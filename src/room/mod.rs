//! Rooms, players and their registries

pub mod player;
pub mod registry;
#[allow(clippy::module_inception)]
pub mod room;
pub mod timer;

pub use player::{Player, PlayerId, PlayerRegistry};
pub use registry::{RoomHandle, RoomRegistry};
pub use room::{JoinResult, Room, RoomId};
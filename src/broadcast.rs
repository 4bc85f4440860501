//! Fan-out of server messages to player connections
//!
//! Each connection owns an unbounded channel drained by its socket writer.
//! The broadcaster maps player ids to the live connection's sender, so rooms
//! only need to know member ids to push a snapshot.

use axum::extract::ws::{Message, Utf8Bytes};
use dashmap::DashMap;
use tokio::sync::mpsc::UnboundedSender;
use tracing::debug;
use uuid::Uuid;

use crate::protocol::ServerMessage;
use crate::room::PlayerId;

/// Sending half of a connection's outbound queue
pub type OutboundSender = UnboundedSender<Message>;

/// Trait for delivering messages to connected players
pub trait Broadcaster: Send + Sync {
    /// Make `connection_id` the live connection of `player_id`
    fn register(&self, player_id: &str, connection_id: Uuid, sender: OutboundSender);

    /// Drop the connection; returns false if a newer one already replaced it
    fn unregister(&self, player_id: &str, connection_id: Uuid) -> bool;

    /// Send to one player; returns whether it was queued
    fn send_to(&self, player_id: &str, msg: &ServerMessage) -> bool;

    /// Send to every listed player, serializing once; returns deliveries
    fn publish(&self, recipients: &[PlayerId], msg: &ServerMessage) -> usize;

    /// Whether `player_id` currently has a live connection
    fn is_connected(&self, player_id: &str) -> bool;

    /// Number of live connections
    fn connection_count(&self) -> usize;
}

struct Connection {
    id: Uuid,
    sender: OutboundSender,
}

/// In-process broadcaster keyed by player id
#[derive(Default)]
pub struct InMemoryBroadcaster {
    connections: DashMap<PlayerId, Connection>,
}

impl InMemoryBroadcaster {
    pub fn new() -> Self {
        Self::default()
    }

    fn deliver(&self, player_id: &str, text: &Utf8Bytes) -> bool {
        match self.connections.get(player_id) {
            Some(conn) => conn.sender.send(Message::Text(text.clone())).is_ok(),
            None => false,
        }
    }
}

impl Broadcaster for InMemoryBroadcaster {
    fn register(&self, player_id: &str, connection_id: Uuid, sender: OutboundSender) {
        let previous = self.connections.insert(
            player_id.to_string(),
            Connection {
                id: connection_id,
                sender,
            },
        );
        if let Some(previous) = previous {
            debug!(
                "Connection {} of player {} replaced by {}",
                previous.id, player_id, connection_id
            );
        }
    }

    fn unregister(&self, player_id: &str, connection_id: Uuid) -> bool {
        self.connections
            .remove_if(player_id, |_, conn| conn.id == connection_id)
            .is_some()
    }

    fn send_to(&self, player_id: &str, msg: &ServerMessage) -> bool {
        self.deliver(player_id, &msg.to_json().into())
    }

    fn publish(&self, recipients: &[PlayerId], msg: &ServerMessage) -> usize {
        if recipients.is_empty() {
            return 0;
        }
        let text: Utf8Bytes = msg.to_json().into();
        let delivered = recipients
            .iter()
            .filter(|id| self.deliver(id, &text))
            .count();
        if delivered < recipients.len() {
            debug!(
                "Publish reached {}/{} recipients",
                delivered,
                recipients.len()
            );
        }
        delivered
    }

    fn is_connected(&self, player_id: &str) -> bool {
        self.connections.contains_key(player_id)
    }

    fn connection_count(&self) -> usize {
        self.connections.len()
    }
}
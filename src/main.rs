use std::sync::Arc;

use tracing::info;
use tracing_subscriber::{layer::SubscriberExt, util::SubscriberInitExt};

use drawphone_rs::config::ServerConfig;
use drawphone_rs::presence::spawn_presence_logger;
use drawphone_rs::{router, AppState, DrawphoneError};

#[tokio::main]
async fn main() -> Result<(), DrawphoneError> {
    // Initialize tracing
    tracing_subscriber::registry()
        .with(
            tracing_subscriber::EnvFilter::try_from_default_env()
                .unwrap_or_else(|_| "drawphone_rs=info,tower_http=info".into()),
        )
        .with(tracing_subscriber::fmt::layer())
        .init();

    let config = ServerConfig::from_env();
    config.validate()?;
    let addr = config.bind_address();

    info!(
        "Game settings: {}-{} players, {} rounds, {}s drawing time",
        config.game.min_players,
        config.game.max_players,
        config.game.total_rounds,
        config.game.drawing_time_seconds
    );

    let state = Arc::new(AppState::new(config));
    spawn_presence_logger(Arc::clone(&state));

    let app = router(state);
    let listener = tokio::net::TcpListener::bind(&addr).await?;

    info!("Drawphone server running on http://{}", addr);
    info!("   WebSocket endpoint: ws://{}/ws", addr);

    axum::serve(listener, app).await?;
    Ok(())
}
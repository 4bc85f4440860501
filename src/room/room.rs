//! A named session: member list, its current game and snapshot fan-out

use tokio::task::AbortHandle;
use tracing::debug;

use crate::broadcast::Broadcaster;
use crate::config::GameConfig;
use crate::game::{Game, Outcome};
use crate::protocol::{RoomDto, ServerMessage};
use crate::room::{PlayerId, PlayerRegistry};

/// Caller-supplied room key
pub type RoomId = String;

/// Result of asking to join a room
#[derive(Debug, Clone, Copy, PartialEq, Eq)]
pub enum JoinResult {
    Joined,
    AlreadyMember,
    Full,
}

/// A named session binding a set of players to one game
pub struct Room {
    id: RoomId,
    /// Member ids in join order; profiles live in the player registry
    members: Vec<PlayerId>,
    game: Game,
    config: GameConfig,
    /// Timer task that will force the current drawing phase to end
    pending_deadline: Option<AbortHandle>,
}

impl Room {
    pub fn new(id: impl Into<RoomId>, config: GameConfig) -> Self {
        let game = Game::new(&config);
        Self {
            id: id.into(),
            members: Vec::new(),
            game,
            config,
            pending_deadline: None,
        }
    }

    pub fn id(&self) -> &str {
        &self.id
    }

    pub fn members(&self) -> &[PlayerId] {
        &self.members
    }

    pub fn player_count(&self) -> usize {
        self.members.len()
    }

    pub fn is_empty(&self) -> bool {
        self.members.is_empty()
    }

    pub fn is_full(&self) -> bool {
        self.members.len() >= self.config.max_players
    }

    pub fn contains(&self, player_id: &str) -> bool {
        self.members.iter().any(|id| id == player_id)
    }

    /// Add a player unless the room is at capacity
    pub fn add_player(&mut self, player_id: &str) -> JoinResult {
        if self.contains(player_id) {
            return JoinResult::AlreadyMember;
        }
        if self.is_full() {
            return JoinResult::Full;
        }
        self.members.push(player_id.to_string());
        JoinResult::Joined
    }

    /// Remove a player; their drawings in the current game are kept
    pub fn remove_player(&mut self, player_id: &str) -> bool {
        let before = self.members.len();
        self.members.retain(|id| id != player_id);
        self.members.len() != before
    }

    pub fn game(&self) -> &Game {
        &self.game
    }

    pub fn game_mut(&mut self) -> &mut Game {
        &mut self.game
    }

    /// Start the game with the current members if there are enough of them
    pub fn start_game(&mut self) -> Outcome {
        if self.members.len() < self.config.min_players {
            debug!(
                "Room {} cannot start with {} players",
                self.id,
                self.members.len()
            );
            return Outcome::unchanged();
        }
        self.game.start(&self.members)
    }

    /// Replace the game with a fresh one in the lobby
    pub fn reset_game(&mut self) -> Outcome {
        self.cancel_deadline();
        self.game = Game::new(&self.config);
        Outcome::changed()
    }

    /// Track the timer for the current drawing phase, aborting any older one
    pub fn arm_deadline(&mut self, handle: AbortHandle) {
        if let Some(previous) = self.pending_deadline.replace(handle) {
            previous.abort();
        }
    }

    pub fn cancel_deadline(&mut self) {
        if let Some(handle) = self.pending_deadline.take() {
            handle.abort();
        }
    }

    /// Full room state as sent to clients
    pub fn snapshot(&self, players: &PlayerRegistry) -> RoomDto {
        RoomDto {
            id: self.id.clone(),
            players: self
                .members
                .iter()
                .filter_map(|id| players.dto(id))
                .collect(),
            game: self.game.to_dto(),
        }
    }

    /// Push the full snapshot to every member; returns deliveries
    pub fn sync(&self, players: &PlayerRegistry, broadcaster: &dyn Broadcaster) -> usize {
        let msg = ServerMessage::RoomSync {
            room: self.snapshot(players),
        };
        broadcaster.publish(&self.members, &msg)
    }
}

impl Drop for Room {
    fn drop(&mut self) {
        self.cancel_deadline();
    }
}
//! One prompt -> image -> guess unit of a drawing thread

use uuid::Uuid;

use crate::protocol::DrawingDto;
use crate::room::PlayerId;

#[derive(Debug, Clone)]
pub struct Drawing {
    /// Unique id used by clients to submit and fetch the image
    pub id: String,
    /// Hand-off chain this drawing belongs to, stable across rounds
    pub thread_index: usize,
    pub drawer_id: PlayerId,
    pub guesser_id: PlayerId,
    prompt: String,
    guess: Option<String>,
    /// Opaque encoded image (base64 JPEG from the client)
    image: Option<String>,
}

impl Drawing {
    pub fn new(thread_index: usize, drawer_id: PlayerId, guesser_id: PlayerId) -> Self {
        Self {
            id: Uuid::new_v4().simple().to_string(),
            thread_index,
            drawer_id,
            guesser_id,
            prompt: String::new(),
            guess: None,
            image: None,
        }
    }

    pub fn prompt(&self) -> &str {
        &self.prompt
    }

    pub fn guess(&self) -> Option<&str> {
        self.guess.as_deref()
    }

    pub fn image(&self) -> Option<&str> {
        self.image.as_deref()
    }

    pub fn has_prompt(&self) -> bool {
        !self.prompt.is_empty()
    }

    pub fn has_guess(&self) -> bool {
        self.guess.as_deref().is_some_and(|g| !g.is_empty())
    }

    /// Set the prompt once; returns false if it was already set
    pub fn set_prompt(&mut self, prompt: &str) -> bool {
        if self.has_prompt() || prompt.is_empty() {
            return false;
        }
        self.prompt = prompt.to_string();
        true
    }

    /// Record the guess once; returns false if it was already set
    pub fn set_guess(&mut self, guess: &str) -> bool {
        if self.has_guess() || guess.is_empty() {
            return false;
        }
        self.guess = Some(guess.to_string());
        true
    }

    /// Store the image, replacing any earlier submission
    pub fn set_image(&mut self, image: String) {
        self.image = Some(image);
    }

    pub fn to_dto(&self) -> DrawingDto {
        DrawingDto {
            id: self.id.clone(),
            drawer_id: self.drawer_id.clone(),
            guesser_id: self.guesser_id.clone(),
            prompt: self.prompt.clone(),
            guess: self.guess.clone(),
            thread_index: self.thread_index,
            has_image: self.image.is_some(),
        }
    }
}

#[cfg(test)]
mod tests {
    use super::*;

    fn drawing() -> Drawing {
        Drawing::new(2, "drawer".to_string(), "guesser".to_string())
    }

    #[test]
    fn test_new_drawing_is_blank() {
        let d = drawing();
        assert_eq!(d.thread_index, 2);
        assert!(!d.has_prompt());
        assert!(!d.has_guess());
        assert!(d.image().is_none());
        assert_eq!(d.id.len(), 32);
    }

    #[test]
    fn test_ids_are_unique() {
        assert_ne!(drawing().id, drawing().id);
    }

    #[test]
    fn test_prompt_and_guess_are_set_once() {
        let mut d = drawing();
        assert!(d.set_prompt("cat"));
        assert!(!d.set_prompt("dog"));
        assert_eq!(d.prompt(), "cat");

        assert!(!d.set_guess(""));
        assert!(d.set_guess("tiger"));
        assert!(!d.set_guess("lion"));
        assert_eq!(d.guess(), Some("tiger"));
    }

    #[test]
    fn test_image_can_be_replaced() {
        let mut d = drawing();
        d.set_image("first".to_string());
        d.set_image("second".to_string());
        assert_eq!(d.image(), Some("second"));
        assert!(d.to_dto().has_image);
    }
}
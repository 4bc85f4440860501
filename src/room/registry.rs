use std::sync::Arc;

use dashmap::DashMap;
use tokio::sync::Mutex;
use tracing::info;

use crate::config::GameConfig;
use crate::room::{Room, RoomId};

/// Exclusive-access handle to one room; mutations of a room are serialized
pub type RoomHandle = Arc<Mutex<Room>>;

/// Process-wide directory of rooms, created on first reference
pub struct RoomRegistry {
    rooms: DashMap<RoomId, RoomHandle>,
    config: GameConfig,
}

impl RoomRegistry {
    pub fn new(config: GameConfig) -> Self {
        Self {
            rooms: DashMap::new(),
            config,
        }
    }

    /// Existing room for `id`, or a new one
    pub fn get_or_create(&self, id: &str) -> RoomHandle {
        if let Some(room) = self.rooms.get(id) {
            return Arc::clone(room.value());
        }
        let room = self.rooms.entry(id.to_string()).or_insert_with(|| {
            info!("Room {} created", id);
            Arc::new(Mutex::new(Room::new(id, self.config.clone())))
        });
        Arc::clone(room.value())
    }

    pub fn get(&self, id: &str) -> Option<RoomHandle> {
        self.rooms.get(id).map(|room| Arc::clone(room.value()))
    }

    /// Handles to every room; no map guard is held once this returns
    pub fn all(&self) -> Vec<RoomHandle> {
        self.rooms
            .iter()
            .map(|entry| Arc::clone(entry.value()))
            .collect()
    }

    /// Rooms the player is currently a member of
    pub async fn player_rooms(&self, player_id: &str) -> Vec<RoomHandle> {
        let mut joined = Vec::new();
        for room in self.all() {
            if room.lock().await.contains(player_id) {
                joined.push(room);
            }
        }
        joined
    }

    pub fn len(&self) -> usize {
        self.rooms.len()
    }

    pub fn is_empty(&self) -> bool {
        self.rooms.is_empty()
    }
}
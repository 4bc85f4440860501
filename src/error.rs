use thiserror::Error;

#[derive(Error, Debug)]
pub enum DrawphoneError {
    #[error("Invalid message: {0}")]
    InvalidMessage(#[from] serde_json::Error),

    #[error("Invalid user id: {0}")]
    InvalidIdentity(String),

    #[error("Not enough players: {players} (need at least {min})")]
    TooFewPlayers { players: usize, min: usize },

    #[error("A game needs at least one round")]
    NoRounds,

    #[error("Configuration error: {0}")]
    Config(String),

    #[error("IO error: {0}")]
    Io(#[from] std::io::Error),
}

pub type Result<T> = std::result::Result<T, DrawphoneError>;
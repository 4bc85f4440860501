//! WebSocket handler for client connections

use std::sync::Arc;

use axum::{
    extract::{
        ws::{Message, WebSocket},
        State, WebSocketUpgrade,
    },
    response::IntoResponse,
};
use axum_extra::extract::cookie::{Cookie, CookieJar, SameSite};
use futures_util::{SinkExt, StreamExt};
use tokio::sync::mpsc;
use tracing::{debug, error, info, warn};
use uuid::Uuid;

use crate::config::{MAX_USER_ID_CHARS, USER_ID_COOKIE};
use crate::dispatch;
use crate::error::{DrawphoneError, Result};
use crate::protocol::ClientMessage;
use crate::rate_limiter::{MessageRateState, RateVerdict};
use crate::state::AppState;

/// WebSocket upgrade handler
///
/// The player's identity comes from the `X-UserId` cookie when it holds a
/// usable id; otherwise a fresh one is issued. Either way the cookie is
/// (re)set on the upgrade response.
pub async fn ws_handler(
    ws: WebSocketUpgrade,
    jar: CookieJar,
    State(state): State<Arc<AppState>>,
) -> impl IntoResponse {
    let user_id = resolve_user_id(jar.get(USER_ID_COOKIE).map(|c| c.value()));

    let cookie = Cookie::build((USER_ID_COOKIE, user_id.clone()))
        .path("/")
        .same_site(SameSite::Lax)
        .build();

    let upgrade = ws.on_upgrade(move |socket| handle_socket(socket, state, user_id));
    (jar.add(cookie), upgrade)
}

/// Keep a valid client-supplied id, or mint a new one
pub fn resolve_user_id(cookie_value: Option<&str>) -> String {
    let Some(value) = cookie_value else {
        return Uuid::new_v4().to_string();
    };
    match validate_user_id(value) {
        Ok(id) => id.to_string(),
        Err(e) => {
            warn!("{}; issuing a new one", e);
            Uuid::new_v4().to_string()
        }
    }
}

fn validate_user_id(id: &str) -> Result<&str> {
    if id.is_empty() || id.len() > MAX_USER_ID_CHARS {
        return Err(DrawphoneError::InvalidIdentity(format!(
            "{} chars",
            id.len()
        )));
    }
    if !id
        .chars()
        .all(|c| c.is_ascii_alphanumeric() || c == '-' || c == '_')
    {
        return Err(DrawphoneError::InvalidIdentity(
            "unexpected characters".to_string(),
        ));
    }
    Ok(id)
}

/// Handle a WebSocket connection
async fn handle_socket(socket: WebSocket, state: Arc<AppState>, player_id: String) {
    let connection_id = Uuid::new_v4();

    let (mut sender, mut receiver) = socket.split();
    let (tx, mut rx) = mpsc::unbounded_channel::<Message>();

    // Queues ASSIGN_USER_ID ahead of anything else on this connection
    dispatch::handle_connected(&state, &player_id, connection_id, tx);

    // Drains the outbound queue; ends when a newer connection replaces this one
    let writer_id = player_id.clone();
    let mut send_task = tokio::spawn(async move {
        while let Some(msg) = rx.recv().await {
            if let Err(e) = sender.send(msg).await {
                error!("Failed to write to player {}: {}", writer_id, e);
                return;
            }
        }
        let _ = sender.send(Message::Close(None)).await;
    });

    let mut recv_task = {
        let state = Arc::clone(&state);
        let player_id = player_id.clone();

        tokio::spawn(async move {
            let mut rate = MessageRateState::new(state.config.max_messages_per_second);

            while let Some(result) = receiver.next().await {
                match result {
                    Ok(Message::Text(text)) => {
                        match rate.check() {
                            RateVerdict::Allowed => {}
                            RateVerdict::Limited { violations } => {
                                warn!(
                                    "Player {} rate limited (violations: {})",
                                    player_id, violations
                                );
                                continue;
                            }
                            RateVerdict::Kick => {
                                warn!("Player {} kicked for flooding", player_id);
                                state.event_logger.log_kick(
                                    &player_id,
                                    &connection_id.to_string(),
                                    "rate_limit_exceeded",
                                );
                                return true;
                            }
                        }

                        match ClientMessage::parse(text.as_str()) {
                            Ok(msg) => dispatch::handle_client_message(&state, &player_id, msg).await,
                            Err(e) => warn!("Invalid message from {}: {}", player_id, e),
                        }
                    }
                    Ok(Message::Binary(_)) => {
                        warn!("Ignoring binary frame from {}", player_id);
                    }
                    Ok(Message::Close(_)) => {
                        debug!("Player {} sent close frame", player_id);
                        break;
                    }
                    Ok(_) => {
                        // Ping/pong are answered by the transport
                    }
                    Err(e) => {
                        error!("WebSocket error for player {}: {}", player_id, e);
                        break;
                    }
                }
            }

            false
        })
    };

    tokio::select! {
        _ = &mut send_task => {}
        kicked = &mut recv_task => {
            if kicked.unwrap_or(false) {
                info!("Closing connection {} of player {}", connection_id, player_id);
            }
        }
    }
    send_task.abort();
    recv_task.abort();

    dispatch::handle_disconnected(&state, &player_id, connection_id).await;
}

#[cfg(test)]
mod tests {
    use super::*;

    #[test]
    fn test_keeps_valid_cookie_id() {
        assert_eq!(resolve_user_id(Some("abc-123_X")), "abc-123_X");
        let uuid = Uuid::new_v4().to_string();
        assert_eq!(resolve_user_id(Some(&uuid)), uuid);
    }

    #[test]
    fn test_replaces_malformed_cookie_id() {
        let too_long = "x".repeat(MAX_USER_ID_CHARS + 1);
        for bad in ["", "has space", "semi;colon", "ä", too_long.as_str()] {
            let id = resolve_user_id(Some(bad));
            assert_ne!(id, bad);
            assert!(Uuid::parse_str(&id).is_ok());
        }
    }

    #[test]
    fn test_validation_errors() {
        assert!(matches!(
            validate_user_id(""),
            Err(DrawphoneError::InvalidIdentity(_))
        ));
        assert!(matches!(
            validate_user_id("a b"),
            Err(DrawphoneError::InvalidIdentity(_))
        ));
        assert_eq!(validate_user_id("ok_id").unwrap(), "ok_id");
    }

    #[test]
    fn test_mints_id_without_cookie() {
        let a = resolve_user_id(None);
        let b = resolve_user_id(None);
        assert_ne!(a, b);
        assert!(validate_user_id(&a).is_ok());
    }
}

=-=-=-=-=

Only the lines from the first one of the listing up to and including the line where "of live connections" appears are wanted, reproduced exactly.

▸ **Reply**
filename src/room/mod.rs
//! Rooms, players and their registries

pub mod player;
pub mod registry;
#[allow(clippy::module_inception)]
pub mod room;
pub mod timer;

pub use player::{Player, PlayerId, PlayerRegistry};
pub use registry::{RoomHandle, RoomRegistry};
pub use room::{JoinResult, Room, RoomId};
filename src/broadcast.rs
repository 4bc85f4440860501
//! Fan-out of server messages to player connections
//!
//! Each connection owns an unbounded channel drained by its socket writer.
//! The broadcaster maps player ids to the live connection's sender, so rooms
//! only need to know member ids to push a snapshot.

use axum::extract::ws::{Message, Utf8Bytes};
use dashmap::DashMap;
use tokio::sync::mpsc::UnboundedSender;
use tracing::debug;
use uuid::Uuid;

use crate::protocol::ServerMessage;
use crate::room::PlayerId;

/// Sending half of a connection's outbound queue
pub type OutboundSender = UnboundedSender<Message>;

/// Trait for delivering messages to connected players
pub trait Broadcaster: Send + Sync {
    /// Make `connection_id` the live connection of `player_id`
    fn register(&self, player_id: &str, connection_id: Uuid, sender: OutboundSender);

    /// Drop the connection; returns false if a newer one already replaced it
    fn unregister(&self, player_id: &str, connection_id: Uuid) -> bool;

    /// Send to one player; returns whether it was queued
    fn send_to(&self, player_id: &str, msg: &ServerMessage) -> bool;

    /// Send to every listed player, serializing once; returns deliveries
    fn publish(&self, recipients: &[PlayerId], msg: &ServerMessage) -> usize;

    /// Whether `player_id` currently has a live connection
    fn is_connected(&self, player_id: &str) -> bool;

    /// Number of live connections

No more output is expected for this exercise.